START Source records
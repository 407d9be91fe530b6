//! Loader for client settings with YAML + environment overlays.
//!
//! Sources are merged in the order they are added, and `LINKUP_`-prefixed
//! environment variables always win (`LINKUP_API_KEY`, `LINKUP_BASE_URL`,
//! `LINKUP_TIMEOUT_SECS`). String values may reference other variables as
//! `${VAR}`; expansion happens after merging.
use config::{Config, ConfigError, Environment, File};
use serde::Deserialize;
use serde_json::Value;
use std::path::Path;
use url::Url;

const MAXIMUM_ENV_EXPANSION_DEPTH: usize = 8;

/// Environment variable consulted for the API key.
pub const API_KEY_ENV: &str = "LINKUP_API_KEY";
pub const DEFAULT_BASE_URL: &str = "https://api.linkup.so";
pub const DEFAULT_TIMEOUT_SECS: u64 = 30;

#[derive(Debug, Clone, Deserialize, PartialEq)]
pub struct ClientSettings {
    #[serde(default)]
    pub api_key: Option<String>,
    #[serde(default = "default_base_url")]
    pub base_url: String,
    #[serde(default = "default_timeout_secs")]
    pub timeout_secs: u64,
}

impl Default for ClientSettings {
    fn default() -> Self {
        Self {
            api_key: None,
            base_url: default_base_url(),
            timeout_secs: default_timeout_secs(),
        }
    }
}

fn default_base_url() -> String {
    DEFAULT_BASE_URL.into()
}
fn default_timeout_secs() -> u64 {
    DEFAULT_TIMEOUT_SECS
}

impl ClientSettings {
    /// Reject settings no client could work with.
    ///
    /// ```
    /// use linkup_config::ClientSettings;
    ///
    /// let mut s = ClientSettings::default();
    /// assert!(s.validate().is_ok());
    /// s.base_url = "not a url".into();
    /// assert!(s.validate().is_err());
    /// ```
    pub fn validate(&self) -> Result<(), ConfigError> {
        let url = Url::parse(&self.base_url)
            .map_err(|e| ConfigError::Message(format!("invalid base_url {:?}: {e}", self.base_url)))?;
        if !matches!(url.scheme(), "http" | "https") {
            return Err(ConfigError::Message(format!(
                "base_url must be http(s), got {}",
                url.scheme()
            )));
        }
        if self.timeout_secs == 0 {
            return Err(ConfigError::Message("timeout_secs must be positive".into()));
        }
        Ok(())
    }

    /// The configured key, if present and not blank.
    pub fn api_key(&self) -> Option<&str> {
        self.api_key.as_deref().map(str::trim).filter(|k| !k.is_empty())
    }
}

fn expand_env_in_value(v: &mut Value) {
    match v {
        Value::String(s) => {
            if s.contains('$') {
                let mut cur = std::mem::take(s);
                for _ in 0..MAXIMUM_ENV_EXPANSION_DEPTH {
                    let expanded = match shellexpand::env(&cur) {
                        Ok(cow) => cow.into_owned(),
                        Err(_) => cur.clone(),
                    };
                    if expanded == cur {
                        break;
                    }
                    cur = expanded;
                }
                *s = cur;
            }
        }
        Value::Array(arr) => arr.iter_mut().for_each(expand_env_in_value),
        Value::Object(obj) => obj.values_mut().for_each(expand_env_in_value),
        _ => {}
    }
}

/// Builder hides the `config` crate wiring (files + env overrides).
pub struct SettingsLoader {
    builder: config::ConfigBuilder<config::builder::DefaultState>,
}

impl Default for SettingsLoader {
    fn default() -> Self {
        Self::new()
    }
}

impl SettingsLoader {
    /// Start with defaults; `LINKUP_` environment overrides are applied last.
    ///
    /// ```
    /// use linkup_config::SettingsLoader;
    ///
    /// let settings = SettingsLoader::new()
    ///     .with_yaml_str("timeout_secs: 12")
    ///     .load()
    ///     .expect("valid settings");
    ///
    /// assert_eq!(settings.timeout_secs, 12);
    /// ```
    pub fn new() -> Self {
        Self {
            builder: Config::builder(),
        }
    }

    /// Attach a YAML/TOML/JSON file; the `config` crate infers format by suffix.
    pub fn with_file<P: AsRef<Path>>(mut self, path: P) -> Self {
        self.builder = self
            .builder
            .add_source(File::from(path.as_ref()).required(true));
        self
    }

    /// Like [`SettingsLoader::with_file`], but a missing file is not an error.
    pub fn with_optional_file<P: AsRef<Path>>(mut self, path: P) -> Self {
        self.builder = self
            .builder
            .add_source(File::from(path.as_ref()).required(false));
        self
    }

    /// Allow tests/CLI to merge inline YAML snippets.
    pub fn with_yaml_str(mut self, yaml: &str) -> Self {
        self.builder = self
            .builder
            .add_source(File::from_str(yaml, config::FileFormat::Yaml));
        self
    }

    /// Consume the builder and deserialize the merged sources into [`ClientSettings`].
    ///
    /// ```
    /// use linkup_config::SettingsLoader;
    ///
    /// unsafe { std::env::set_var("LINKUP_DOCTEST_KEY", "injected-from-env"); }
    ///
    /// let settings = SettingsLoader::new()
    ///     .with_yaml_str(r#"
    /// api_key: "${LINKUP_DOCTEST_KEY}"
    /// base_url: "http://localhost:8080"
    /// "#)
    ///     .load()
    ///     .expect("valid configuration");
    ///
    /// assert_eq!(settings.api_key(), Some("injected-from-env"));
    /// assert_eq!(settings.base_url, "http://localhost:8080");
    ///
    /// unsafe { std::env::remove_var("LINKUP_DOCTEST_KEY"); }
    /// ```
    pub fn load(self) -> Result<ClientSettings, ConfigError> {
        let cfg = self
            .builder
            .add_source(
                Environment::with_prefix("LINKUP")
                    .prefix_separator("_")
                    .separator("__")
                    .try_parsing(true),
            )
            .build()?;

        let mut v: Value = cfg.try_deserialize()?;

        // try_parsing would read keys like `0123` or `true` as numbers/bools
        if let Some(raw) = std::env::var_os(API_KEY_ENV) {
            v["api_key"] = Value::String(raw.to_string_lossy().into_owned());
        } else if let Some(Value::Number(n)) = v.get("api_key") {
            let key = n.to_string();
            v["api_key"] = Value::String(key);
        }
        expand_env_in_value(&mut v);

        let typed: ClientSettings =
            serde_json::from_value(v).map_err(|e| ConfigError::Message(e.to_string()))?;
        typed.validate()?;
        Ok(typed)
    }
}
END Source records
**Your task**
Copy out each line carrying the string "ClientSettings" from the data.

**Exercise response**
pub struct ClientSettings {
impl Default for ClientSettings {
impl ClientSettings {
    /// use linkup_config::ClientSettings;
    /// let mut s = ClientSettings::default();
    /// Consume the builder and deserialize the merged sources into [`ClientSettings`].
    pub fn load(self) -> Result<ClientSettings, ConfigError> {
        let typed: ClientSettings =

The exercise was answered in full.